Fairly early I realized that my brothers and sisters didn’t need my example – and in fact often hated me for trying to give it.  But I thought it was my job. So I had this terrible guilt at not being able to be what I was supposed to be.  And nothing seemed good enough. But then, I was trying to fill a job that wasn’t open. Frustrating. Failing. That line from Stevie Smith’s poem is always one that feels true. “I was much further away than you thought. And not waving, but drowning.”
As my brothers and sisters moved ahead of me, going to college, getting married and buying homes and having kids, I hit a crisis point of jealousy and anger at what they had accomplished and I hadn’t. And I made a conscious decision.  To admire them. To be happy for them. To celebrate their successes.  And not to be jealous for one more minute. I might be a failure, but that wasn’t their fault. They had done well and I would choose to be happy for them.

I did.  I am proud of that.  No matter what I had or didn’t have, I was (and still am) happy for and celebrate each of my brother’s and sister’s successes. I never tried to tear them down or make them feel less.
So when I say “I was the oldest” that is what I am talking about. That somehow I took on all this weight of feeling responsible for my brothers and sisters and that got mixed up with love. That if something happened to one of them it would be partly my fault. I was the oldest. It was a weight I carried all the time. I was old before I stopped being young. And now, that no one needs me, and I failed at this job that was never really open, they don’t understand what I am going on about. They didn’t know I was carrying them.

And to be fair, I don’t think that they think I failed them at all.  And I don’t think Mom and Dad think that.  It is just me. I took the craziness on, and I failed.  I am the one who has the guilt and the weight still.  I struggle even now to put it down.

So here I am at 60.  Growing older is harder when you feel so strongly that you have missed the boat.

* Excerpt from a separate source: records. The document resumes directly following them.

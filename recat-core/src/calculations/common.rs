//! Common utility functions for recategorization arithmetic.

use rust_decimal::Decimal;

/// Rounds a decimal value to exactly two decimal places using half-up rounding.
///
/// Values at exactly 0.005 are rounded away from zero.
///
/// # Examples
///
/// ```
/// use rust_decimal_macros::dec;
/// use recat_core::calculations::common::round_half_up;
///
/// assert_eq!(round_half_up(dec!(12.344)), dec!(12.34));
/// assert_eq!(round_half_up(dec!(12.345)), dec!(12.35));
/// assert_eq!(round_half_up(dec!(-12.345)), dec!(-12.35));
/// ```
pub fn round_half_up(value: Decimal) -> Decimal {
    value.round_dp_with_strategy(2, rust_decimal::RoundingStrategy::MidpointAwayFromZero)
}

/// Percentage change from `previous` to `current`, at full precision.
///
/// Returns `None` when `previous` is zero or the result does not fit in a
/// `Decimal`. Rounding is left to whoever presents the value.
///
/// # Examples
///
/// ```
/// use rust_decimal_macros::dec;
/// use recat_core::calculations::common::{percent_change, round_half_up};
///
/// assert_eq!(percent_change(dec!(200), dec!(250)), Some(dec!(25)));
/// assert_eq!(percent_change(dec!(30), dec!(40)).map(round_half_up), Some(dec!(33.33)));
/// assert_eq!(percent_change(dec!(0), dec!(250)), None);
/// ```
pub fn percent_change(
    previous: Decimal,
    current: Decimal,
) -> Option<Decimal> {
    (current - previous)
        .checked_div(previous)
        .and_then(|ratio| ratio.checked_mul(Decimal::ONE_HUNDRED))
}
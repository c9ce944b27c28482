//! Recategorization engine.
//!
//! The three components run in strict order for every taxpayer:
//! [`CategoryResolver`] picks the bracket, [`FeeComponentCalculator`] prices
//! the fee components for that bracket, and [`Recategorizer`] totals the fee
//! and compares it with the previous recategorization. All of them are pure
//! functions of the tables they borrow.

pub mod category;
pub mod common;
pub mod config_check;
pub mod fee_components;
pub mod recategorization;

pub use category::{CategoryDetails, CategoryResolver, CategoryResult, ParameterDetail};
pub use config_check::{CeilingParameter, ConfigIssue, check_period_config};
pub use fee_components::{
    ComponentLine, ComponentType, FeeComponentCalculator, FeeComponentInput, FeeComponentsResult,
    FeeSubtotals, NotAppliedReason, RETIREE_PENSION_BRACKET,
};
pub use recategorization::{
    BatchReport, BatchSummary, CategoryChange, Comparison, RecategorizationResult, Recategorizer,
};
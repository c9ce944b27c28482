//! Monthly fee composition for a resolved bracket.
//!
//! The fee is built from five independent components:
//!
//! | Component       | Eligibility                               | Row looked up                          |
//! |-----------------|-------------------------------------------|----------------------------------------|
//! | Tax             | every activity except `LeaseSmall`        | goods-tax / services-tax at own bracket |
//! | Pension         | not dependent labor, not `LeaseSmall`     | retiree minimum at A, else standard at own bracket |
//! | Health          | not dependent labor, not `LeaseSmall`     | base row at own bracket × (1 + dependents) |
//! | Provincial levy | a levy row exists for the province        | province code at own bracket           |
//! | Municipal levy  | provincial row flags a municipal levy     | row code `<province>_MUNI` at own bracket |
//!
//! Tax, pension and health always produce a line, with `applied = false` and
//! a reason when the taxpayer is not eligible. Provincial and municipal levies
//! produce no line at all when no row is configured.
//!
//! Missing rows never fail the calculation. They produce a zero, not-applied
//! line without a reason (or no line for levies) and a warning in the log.

use std::fmt;

use rust_decimal::Decimal;
use serde::{Deserialize, Serialize};
use tracing::warn;

use crate::{Activity, BracketLetter, FeeComponentRow, PensionVariant, TaxSubCode, TaxpayerInput};

/// Retirees pay the pension floor regardless of their own bracket.
pub const RETIREE_PENSION_BRACKET: BracketLetter = BracketLetter::A;

/// Type of a computed fee line.
#[derive(Debug, Clone, Copy, PartialEq, Eq, Hash, Serialize, Deserialize)]
pub enum ComponentType {
    Tax,
    Pension,
    Health,
    ProvincialLevy,
    MunicipalLevy,
}

impl ComponentType {
    pub fn code(&self) -> &'static str {
        match self {
            Self::Tax => "TAX",
            Self::Pension => "PENSION",
            Self::Health => "HEALTH",
            Self::ProvincialLevy => "PROVINCIAL_LEVY",
            Self::MunicipalLevy => "MUNICIPAL_LEVY",
        }
    }

    pub fn label(&self) -> &'static str {
        match self {
            Self::Tax => "Tax component",
            Self::Pension => "Pension contribution",
            Self::Health => "Health insurance",
            Self::ProvincialLevy => "Provincial levy",
            Self::MunicipalLevy => "Municipal levy",
        }
    }
}

/// Why an eligibility gate excluded a component.
#[derive(Debug, Clone, Copy, PartialEq, Eq, Hash, Serialize, Deserialize)]
pub enum NotAppliedReason {
    DependentEmployment,
    SmallLessor,
}

impl fmt::Display for NotAppliedReason {
    fn fmt(
        &self,
        f: &mut fmt::Formatter<'_>,
    ) -> fmt::Result {
        match self {
            Self::DependentEmployment => f.write_str("employed under dependent labor"),
            Self::SmallLessor => f.write_str("lessor of ≤2 properties"),
        }
    }
}

/// One line of the fee breakdown.
#[derive(Debug, Clone, PartialEq, Eq, Serialize, Deserialize)]
pub struct ComponentLine {
    pub code: String,
    pub description: String,
    pub component_type: ComponentType,
    pub value: Decimal,
    pub applied: bool,
    /// Set when an eligibility gate excluded the component. A not-applied
    /// line without a reason means the period has no row for it.
    pub reason: Option<NotAppliedReason>,
}

impl ComponentLine {
    fn applied(
        component_type: ComponentType,
        code: &str,
        description: String,
        value: Decimal,
    ) -> Self {
        Self {
            code: code.to_string(),
            description,
            component_type,
            value,
            applied: true,
            reason: None,
        }
    }

    fn not_applied(
        component_type: ComponentType,
        code: &str,
        reason: Option<NotAppliedReason>,
    ) -> Self {
        Self {
            code: code.to_string(),
            description: component_type.label().to_string(),
            component_type,
            value: Decimal::ZERO,
            applied: false,
            reason,
        }
    }

    /// Value counted towards the subtotal: zero unless applied.
    pub fn applied_value(&self) -> Decimal {
        if self.applied { self.value } else { Decimal::ZERO }
    }
}

#[derive(Debug, Clone, Copy, Default, PartialEq, Eq, Serialize, Deserialize)]
pub struct FeeSubtotals {
    pub tax: Decimal,
    pub pension: Decimal,
    pub health: Decimal,
    pub provincial: Decimal,
    pub municipal: Decimal,
}

impl FeeSubtotals {
    pub fn total(&self) -> Decimal {
        self.tax + self.pension + self.health + self.provincial + self.municipal
    }
}

/// Result of composing the fee for one taxpayer.
#[derive(Debug, Clone, PartialEq, Eq, Serialize, Deserialize)]
pub struct FeeComponentsResult {
    /// Lines in component order: tax, pension, health, provincial, municipal.
    pub components: Vec<ComponentLine>,
    pub subtotals: FeeSubtotals,
}

/// Taxpayer facts the fee calculation depends on.
#[derive(Debug, Clone, Copy, PartialEq, Eq)]
pub struct FeeComponentInput<'a> {
    pub category: BracketLetter,
    pub activity: Activity,
    pub province_code: &'a str,
    pub works_in_rd: bool,
    pub is_retired: bool,
    pub dependents: u8,
}

impl<'a> FeeComponentInput<'a> {
    pub fn for_taxpayer(
        taxpayer: &'a TaxpayerInput,
        category: BracketLetter,
    ) -> Self {
        Self {
            category,
            activity: taxpayer.activity,
            province_code: &taxpayer.province_code,
            works_in_rd: taxpayer.works_in_rd,
            is_retired: taxpayer.is_retired,
            dependents: taxpayer.dependents,
        }
    }

    /// Gate shared by pension and health. Dependent labor takes precedence.
    fn social_security_exclusion(&self) -> Option<NotAppliedReason> {
        if self.works_in_rd {
            Some(NotAppliedReason::DependentEmployment)
        } else if self.activity == Activity::LeaseSmall {
            Some(NotAppliedReason::SmallLessor)
        } else {
            None
        }
    }
}

/// Tax row priced for an activity, if the activity pays the tax component.
fn tax_sub_code(activity: Activity) -> Option<TaxSubCode> {
    match activity {
        Activity::Goods => Some(TaxSubCode::Goods),
        Activity::Services | Activity::Lease => Some(TaxSubCode::Services),
        Activity::LeaseSmall => None,
    }
}

/// Composes monthly fees against one period's fee component table.
#[derive(Debug, Clone)]
pub struct FeeComponentCalculator<'a> {
    rows: &'a [FeeComponentRow],
}

impl<'a> FeeComponentCalculator<'a> {
    pub fn new(rows: &'a [FeeComponentRow]) -> Self {
        Self { rows }
    }

    pub fn calculate(
        &self,
        input: &FeeComponentInput<'_>,
    ) -> FeeComponentsResult {
        let tax = self.tax_line(input);
        let pension = self.pension_line(input);
        let health = self.health_line(input);

        let provincial_row = self.find(input.category, |row| {
            row.is_provincial_levy_of(input.province_code)
        });
        let provincial = provincial_row.map(|row| {
            let description = if row.is_simplified_regime() {
                format!("{} (simplified regime)", row.description)
            } else {
                row.description.clone()
            };
            ComponentLine::applied(ComponentType::ProvincialLevy, &row.code, description, row.value)
        });
        let municipal = provincial_row
            .filter(|row| row.has_municipal_counterpart())
            .and_then(|row| self.municipal_line(row, input));

        let levy_value = |line: &Option<ComponentLine>| {
            line.as_ref()
                .map_or(Decimal::ZERO, ComponentLine::applied_value)
        };
        let subtotals = FeeSubtotals {
            tax: tax.applied_value(),
            pension: pension.applied_value(),
            health: health.applied_value(),
            provincial: levy_value(&provincial),
            municipal: levy_value(&municipal),
        };

        let components = [Some(tax), Some(pension), Some(health), provincial, municipal]
            .into_iter()
            .flatten()
            .collect();

        FeeComponentsResult {
            components,
            subtotals,
        }
    }

    fn find(
        &self,
        category: BracketLetter,
        predicate: impl Fn(&FeeComponentRow) -> bool,
    ) -> Option<&'a FeeComponentRow> {
        self.rows
            .iter()
            .find(|row| row.category == category && predicate(*row))
    }

    fn tax_line(
        &self,
        input: &FeeComponentInput<'_>,
    ) -> ComponentLine {
        let Some(sub_code) = tax_sub_code(input.activity) else {
            return ComponentLine::not_applied(
                ComponentType::Tax,
                ComponentType::Tax.code(),
                Some(NotAppliedReason::SmallLessor),
            );
        };

        match self.find(input.category, |row| row.is_tax(sub_code)) {
            Some(row) => ComponentLine::applied(
                ComponentType::Tax,
                &row.code,
                row.description.clone(),
                row.value,
            ),
            None => {
                warn!(
                    sub_code = sub_code.as_str(),
                    category = %input.category,
                    "no tax row configured"
                );
                ComponentLine::not_applied(ComponentType::Tax, sub_code.as_str(), None)
            }
        }
    }

    fn pension_line(
        &self,
        input: &FeeComponentInput<'_>,
    ) -> ComponentLine {
        if let Some(reason) = input.social_security_exclusion() {
            return ComponentLine::not_applied(
                ComponentType::Pension,
                ComponentType::Pension.code(),
                Some(reason),
            );
        }

        let (variant, category) = if input.is_retired {
            (PensionVariant::RetireeMinimum, RETIREE_PENSION_BRACKET)
        } else {
            (PensionVariant::Standard, input.category)
        };

        match self.find(category, |row| row.is_pension(variant)) {
            Some(row) => ComponentLine::applied(
                ComponentType::Pension,
                &row.code,
                row.description.clone(),
                row.value,
            ),
            None => {
                warn!(
                    variant = variant.as_str(),
                    %category,
                    "no pension row configured"
                );
                ComponentLine::not_applied(ComponentType::Pension, variant.as_str(), None)
            }
        }
    }

    fn health_line(
        &self,
        input: &FeeComponentInput<'_>,
    ) -> ComponentLine {
        if let Some(reason) = input.social_security_exclusion() {
            return ComponentLine::not_applied(
                ComponentType::Health,
                ComponentType::Health.code(),
                Some(reason),
            );
        }

        let Some(row) = self.find(input.category, FeeComponentRow::is_health) else {
            warn!(category = %input.category, "no health insurance row configured");
            return ComponentLine::not_applied(
                ComponentType::Health,
                ComponentType::Health.code(),
                None,
            );
        };

        let factor = 1 + u32::from(input.dependents);
        let description = match input.dependents {
            0 => row.description.clone(),
            1 => format!("{} ×{factor} (1 dependent)", row.description),
            n => format!("{} ×{factor} ({n} dependents)", row.description),
        };

        ComponentLine::applied(
            ComponentType::Health,
            &row.code,
            description,
            row.value * Decimal::from(factor),
        )
    }

    fn municipal_line(
        &self,
        provincial: &FeeComponentRow,
        input: &FeeComponentInput<'_>,
    ) -> Option<ComponentLine> {
        let Some(row) = self.find(input.category, |row| {
            row.is_municipal_levy_of(input.province_code)
        }) else {
            warn!(
                province = input.province_code,
                category = %input.category,
                "provincial levy announces a municipal levy that is not configured"
            );
            return None;
        };

        Some(ComponentLine::applied(
            ComponentType::MunicipalLevy,
            &row.code,
            format!("{} (municipal)", provincial.description),
            row.value,
        ))
    }
}
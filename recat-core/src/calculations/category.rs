//! Bracket ("category") resolution.
//!
//! Each of the four parameters is resolved against the bracket table on its
//! own, and the final bracket is the highest of the four:
//!
//! | Parameter  | Ceiling column     |
//! |------------|--------------------|
//! | income     | `max_income`       |
//! | floor area | `max_floor_area`   |
//! | energy     | `max_energy`       |
//! | rent       | `max_rent`         |
//!
//! A parameter that is absent or not positive always resolves to bracket A.
//! A parameter above every ceiling resolves to the highest bracket defined in
//! the table. Neither case is an error.
//!
//! # Example
//!
//! ```
//! use rust_decimal_macros::dec;
//! use recat_core::calculations::CategoryResolver;
//! use recat_core::{BracketLetter, BracketRow, CategoryParams};
//!
//! let row = |category, max_income, max_floor_area| BracketRow {
//!     period: "2025-2".to_string(),
//!     category,
//!     max_income,
//!     max_floor_area,
//!     max_energy: dec!(3330),
//!     max_rent: dec!(2000000),
//! };
//! let brackets = vec![
//!     row(BracketLetter::A, dec!(9000000), dec!(30)),
//!     row(BracketLetter::B, dec!(13000000), dec!(45)),
//! ];
//!
//! let params = CategoryParams {
//!     income: Some(dec!(5000000)),
//!     floor_area: Some(dec!(40)),
//!     ..Default::default()
//! };
//!
//! let result = CategoryResolver::new(&brackets).resolve(&params);
//!
//! assert_eq!(result.by_income, BracketLetter::A);
//! assert_eq!(result.by_floor_area, BracketLetter::B);
//! assert_eq!(result.final_category, BracketLetter::B);
//! ```

use rust_decimal::Decimal;
use serde::{Deserialize, Serialize};
use tracing::warn;

use crate::{BracketLetter, BracketRow, CategoryParams};

/// A taxpayer's value for one parameter next to the ceiling of the final bracket.
#[derive(Debug, Clone, Copy, PartialEq, Eq, Serialize, Deserialize)]
pub struct ParameterDetail {
    pub value: Decimal,
    pub limit: Decimal,
}

impl ParameterDetail {
    /// Room left under the final bracket's ceiling, never negative.
    pub fn headroom(&self) -> Decimal {
        (self.limit - self.value).max(Decimal::ZERO)
    }
}

/// Audit detail for every parameter, taken from the final bracket's row.
#[derive(Debug, Clone, Copy, PartialEq, Eq, Serialize, Deserialize)]
pub struct CategoryDetails {
    pub income: ParameterDetail,
    pub floor_area: ParameterDetail,
    pub energy: ParameterDetail,
    pub rent: ParameterDetail,
}

/// Result of resolving a taxpayer's bracket.
#[derive(Debug, Clone, Copy, PartialEq, Eq, Serialize, Deserialize)]
pub struct CategoryResult {
    pub by_income: BracketLetter,
    pub by_floor_area: BracketLetter,
    pub by_energy: BracketLetter,
    pub by_rent: BracketLetter,

    /// Highest of the four per-parameter brackets.
    pub final_category: BracketLetter,

    pub details: CategoryDetails,
}

/// Resolves brackets against one period's bracket table.
#[derive(Debug, Clone)]
pub struct CategoryResolver<'a> {
    /// Rows sorted ascending by bracket position.
    brackets: Vec<&'a BracketRow>,
}

impl<'a> CategoryResolver<'a> {
    /// Creates a resolver over `brackets`. Rows may be given in any order.
    pub fn new(brackets: &'a [BracketRow]) -> Self {
        let mut sorted: Vec<&BracketRow> = brackets.iter().collect();
        sorted.sort_by_key(|row| row.category);
        Self { brackets: sorted }
    }

    pub fn resolve(
        &self,
        params: &CategoryParams,
    ) -> CategoryResult {
        let by_income = self.bracket_for(params.income, |row| row.max_income);
        let by_floor_area = self.bracket_for(params.floor_area, |row| row.max_floor_area);
        let by_energy = self.bracket_for(params.energy, |row| row.max_energy);
        let by_rent = self.bracket_for(params.rent, |row| row.max_rent);

        let final_category = by_income.max(by_floor_area).max(by_energy).max(by_rent);

        CategoryResult {
            by_income,
            by_floor_area,
            by_energy,
            by_rent,
            final_category,
            details: self.details(params, final_category),
        }
    }

    /// First bracket whose ceiling is at or above `value`.
    fn bracket_for(
        &self,
        value: Option<Decimal>,
        ceiling: impl Fn(&BracketRow) -> Decimal,
    ) -> BracketLetter {
        let Some(value) = value.filter(|v| *v > Decimal::ZERO) else {
            return BracketLetter::LOWEST;
        };

        self.brackets
            .iter()
            .find(|row| ceiling(**row) >= value)
            .or_else(|| self.brackets.last())
            .map_or(BracketLetter::LOWEST, |row| row.category)
    }

    fn details(
        &self,
        params: &CategoryParams,
        category: BracketLetter,
    ) -> CategoryDetails {
        let row = self.brackets.iter().find(|row| row.category == category);
        if row.is_none() {
            warn!(%category, "no bracket row for final category, reporting zero limits");
        }

        let detail = |value: Option<Decimal>, ceiling: fn(&BracketRow) -> Decimal| ParameterDetail {
            value: value.unwrap_or(Decimal::ZERO),
            limit: row.map_or(Decimal::ZERO, |row| ceiling(*row)),
        };

        CategoryDetails {
            income: detail(params.income, |row| row.max_income),
            floor_area: detail(params.floor_area, |row| row.max_floor_area),
            energy: detail(params.energy, |row| row.max_energy),
            rent: detail(params.rent, |row| row.max_rent),
        }
    }
}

But it’s not helpful to regret growing older.  Bemoaning the day’s end distracts you from the beauty and opportunity it brings. 
Twilight is such a beautiful time. The day grows from morning’s dimness to full power and then begins winding away to dark.  Somewhere around mid-afternoon the light begins to change, to shift. Suddenly you are looking back to see what you haven’t accomplished, what will be left for the next day, and what is planned for the night.  The bright afternoon slips into a glorious deepening. Slowly the light show of sunset, the shadows, the clouds all contribute to a prayer of praise and a release of the day.

The night doesn’t seem to grow but to hover. It holds all light captive but gives time for rest, for reflection.  Of course, progress toward the new day is movement still, and as we close our eyes the world turns in the darkness to the morning.

There is no point in regretting the end of the day. Like any other part of the day it has its gifts and its blessings. So it is now in my life.  The brilliant growing time is past. I am moving towards a time to reflect and to rest.  To mark what I have accomplished and still desire to reach for. It is time to let go of the weight of expectations I have carried since the early morning. I can’t reverse or alter the day’s actions now.
I can learn to wish for exactly what I have, to learn to own my life’s achievements and failures, and to celebrate twilight’s gifts.